Revision of failed total ankle replacement to fusion with Meshworks Cage

HG Davies, MB Davies. Sheffield Teaching Hospitals NHS Trust

In the spring of 2019, a 59-year-old female presented with a 3-year history of unremitting pain in her left hindfoot. Walking exacerbated her pain and she also experienced pain at rest. The pain was restricting her ability to manage a chain of shops.

She had a significant history, having sustained a closed left calcaneal fracture in 2012 which was treated by open reduction and internal fixation that had become infected. After removal of metalwork, she underwent a subtalar fusion owing to ongoing pain. This failed to unite and so, in 2016, a further attempt at fusing this joint was undertaken achieving union with no further history of infection. However, since this surgery, she had persistent pain around the hindfoot which differed in its character from the pain prior to the subtalar fusion. Examination revealed a quiescent soft tissue envelope and well-healed surgical scars. Tenderness was elicited around the ankle joint line. Radiographs revealed early arthrosis within the ankle joint (Figure 1).

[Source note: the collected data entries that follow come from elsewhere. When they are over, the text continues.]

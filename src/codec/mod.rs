//! Archive codecs: extracting an archive into a directory and packing a
//! directory back into an archive.
//!
//! The mount registry only ever talks to a codec through the
//! [`ArchiveCodec`] trait, so any format can be mounted by plugging in an
//! implementation. The crate ships [`ZipCodec`], a ZIP implementation that
//! reads Stored and Deflate entries and writes Deflate (or Stored, when the
//! `deflate` feature is disabled).
//!
//! # Example
//!
//! ```rust,no_run
//! use std::path::Path;
//! use zipmount::codec::{ArchiveCodec, ZipCodec};
//!
//! let codec = ZipCodec::default();
//! let stats = codec.extract(Path::new("data.zip"), Path::new("./out"))?;
//! println!("{} files, {} bytes", stats.files, stats.bytes);
//!
//! codec.pack(Path::new("./out"), Path::new("copy.zip"))?;
//! # Ok::<(), zipmount::codec::CodecError>(())
//! ```

mod entry_path;
pub mod format;
mod reader;
mod timestamp;
mod writer;
mod zip;

use std::io;
use std::path::Path;

pub use entry_path::EntryPath;
pub use reader::{ZipArchive, ZipEntry};
pub use timestamp::DosDateTime;
pub use writer::{EntryMeta, ZipWriter};
pub use zip::{CompressionMethod, ZipCodec, ZipOptions};

/// Errors produced by archive codecs.
#[derive(Debug, thiserror::Error)]
#[non_exhaustive]
pub enum CodecError {
    /// An I/O error occurred while reading or writing archive data.
    #[error("I/O error: {0}")]
    Io(#[from] io::Error),

    /// The data is not a valid archive of the expected format.
    #[error("Invalid archive format: {0}")]
    InvalidFormat(String),

    /// An entry uses a compression method this codec cannot decode.
    #[error("Unsupported compression method {method} for entry '{path}'")]
    UnsupportedMethod {
        /// Method identifier from the entry header.
        method: u16,
        /// Entry name.
        path: String,
    },

    /// The archive uses a feature this codec does not implement.
    #[error("Unsupported feature: {0}")]
    UnsupportedFeature(&'static str),

    /// Extracted data does not match the stored checksum or size.
    #[error("CRC mismatch for entry '{path}': expected {expected:#010x}, got {actual:#010x}")]
    CrcMismatch {
        /// Entry name.
        path: String,
        /// Checksum stored in the archive.
        expected: u32,
        /// Checksum of the extracted data.
        actual: u32,
    },

    /// An entry name is unsafe or cannot be represented.
    #[error("Invalid entry path '{path}': {reason}")]
    InvalidEntryPath {
        /// The offending name.
        path: String,
        /// Why it was rejected.
        reason: &'static str,
    },
}

/// A specialized Result type for codec operations.
pub type CodecResult<T> = std::result::Result<T, CodecError>;

/// Statistics reported by [`ArchiveCodec::extract`] and [`ArchiveCodec::pack`].
#[derive(Debug, Clone, Copy, Default, PartialEq, Eq)]
pub struct CodecStats {
    /// Number of regular files processed.
    pub files: usize,
    /// Number of directory entries processed.
    pub directories: usize,
    /// Total uncompressed size of file data.
    pub bytes: u64,
    /// Total compressed size of file data.
    pub compressed_bytes: u64,
}

impl CodecStats {
    /// Returns the total number of entries.
    pub fn entries(&self) -> usize {
        self.files + self.directories
    }
}

/// Extracts and packs archives of one format.
///
/// Implementations must be pure with respect to their arguments: `extract`
/// writes only below `target`, and `pack` writes only to `archive`.
pub trait ArchiveCodec {
    /// Extracts every entry of `archive` into the existing directory `target`.
    ///
    /// # Errors
    ///
    /// Returns an error if `archive` is corrupt, uses unsupported features,
    /// or contains entries that would escape `target`.
    fn extract(&self, archive: &Path, target: &Path) -> CodecResult<CodecStats>;

    /// Packs the contents of directory `source` into a new archive written to
    /// `archive`, replacing whatever `archive` contained.
    ///
    /// # Errors
    ///
    /// Returns an error if `source` cannot be read or `archive` cannot be
    /// written.
    fn pack(&self, source: &Path, archive: &Path) -> CodecResult<CodecStats>;
}

impl<C: ArchiveCodec + ?Sized> ArchiveCodec for Box<C> {
    fn extract(&self, archive: &Path, target: &Path) -> CodecResult<CodecStats> {
        (**self).extract(archive, target)
    }

    fn pack(&self, source: &Path, archive: &Path) -> CodecResult<CodecStats> {
        (**self).pack(source, archive)
    }
}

Figure 1 – AP and lateral plain radiographs

Therefore, further imaging was required to try and exclude infection within the hindfoot. SPECT revealed no signs of infection and a subsequent fluoroscopically guided injection with local anaesthetic completely alleviated her pain. Given these findings, the patient was keen to proceed with a total ankle replacement (TAR) to alleviate her pain (Figure 2). In early 2020, this surgery was performed, and biopsies sent at the time of surgery failed to grow any organisms.


Figure 2 – Plain films post total ankle replacement

Unfortunately, six months after the TAR surgery, the patient remained in a great deal of pain with persistent swelling. There had been no history of wound issues. Plain radiographs did not provide a clear reason for these symptoms but there was some concern on a post- operative CT scan that the tibial component was showing early signs of loosening, raising the possibility of an indolent bacterial infection. Aspiration of the TAR did not reveal any organisms and a year after TAR implantation, given the severity of symptoms, plans were made to remove the TAR and treat for an undiagnosed deep infection. The TAR was removed, and a gentamicin-impregnated cement spacer was inserted into the void.

With the TAR explanted, the soft tissues healed well and some of the patient’s pain was alleviated. No growth of organisms was identified from the intra-operative samples. The patient was keen to pursue further surgery to achieve greater pain relief and plans were made to convert the pseudarthrosis to an arthrodesis using a custom cage to fill the void.

CT imaging was used to delineate the extent of the bone void, and this was used to devise a surgical treatment plan (Figure 3). Through the previously utilised anterior approach to the ankle, a custom cage was designed with a central cannulation to secure it with the Oxbridge hindfoot nail. It was intended to fill the cage with bone graft and Cerement G®[Bonesupport, Lund, Sweden] to cover for any possible residual deep infection.


Figure 3 – The planned cage implant and Oxbridge hindfoot nail

The implant was designed to be implanted utilising the previous anterior approach for implantation and explantation of the TAR. The cement spacer was removed piecemeal, and samples were taken for microbiological assessment.

In order to prepare the void, an intra-operative plastic model was used as a guide to cut fresh flat surfaces to the tibia and talus (in retrospect, the use of custom saw guides would have improved this step). Once prepared the void was then assessed using the plastic sizing jigs to find the best fit checking to maintain a plantigrade foot (Figures 4 & 5). Once the appropriate size was established, the implant was filled with bone graft and placed in a custom plastic mould to facilitate the application of the Cerement G® [Bonesupport, Lund, Sweden] to the cage (Figure 6). Its changing viscosity can make it difficult to handle and prevent it leaking out of the implant. Once the implant was prepared, it was then placed into the void and secured with the Oxbridge hindfoot arthrodesis nail. The nail was inserted and locked dynamically in the tibia and statically in the calcaneus.

Figure 4 – The plastic model of the void in the foot together with the plastic implant trials Figure 5 - The models and trials in use Figure 6 – packing the implant with bone graft and then further filling the inter- stices with Cerement G® [Bonesupport, Lund, Sweden].

Post-operatively, the leg was rested in a cast for 6 weeks without permitting any weight-bearing. Appropriate thromboprophylaxis was administered during this time. The wounds were checked at 2 weeks and at 6 weeks the patient was allowed to commence bearing weight in a walking boot. The patient was seen in clinic with regular clinical and radiographic assessments. At 6 months of follow-up, the patient has experienced almost 50% of pain relief and improved function as measured by her MOX-FQ scores. She has some residual pain after long periods of bearing weight and on uneven terrain but is the most comfortable she has felt in years. Latest radiographs simply shown that the hindfoot remains well aligned (Figure 7).

Figure 7 - AP & lateral weightbearing views of the implant at 6 months post-op.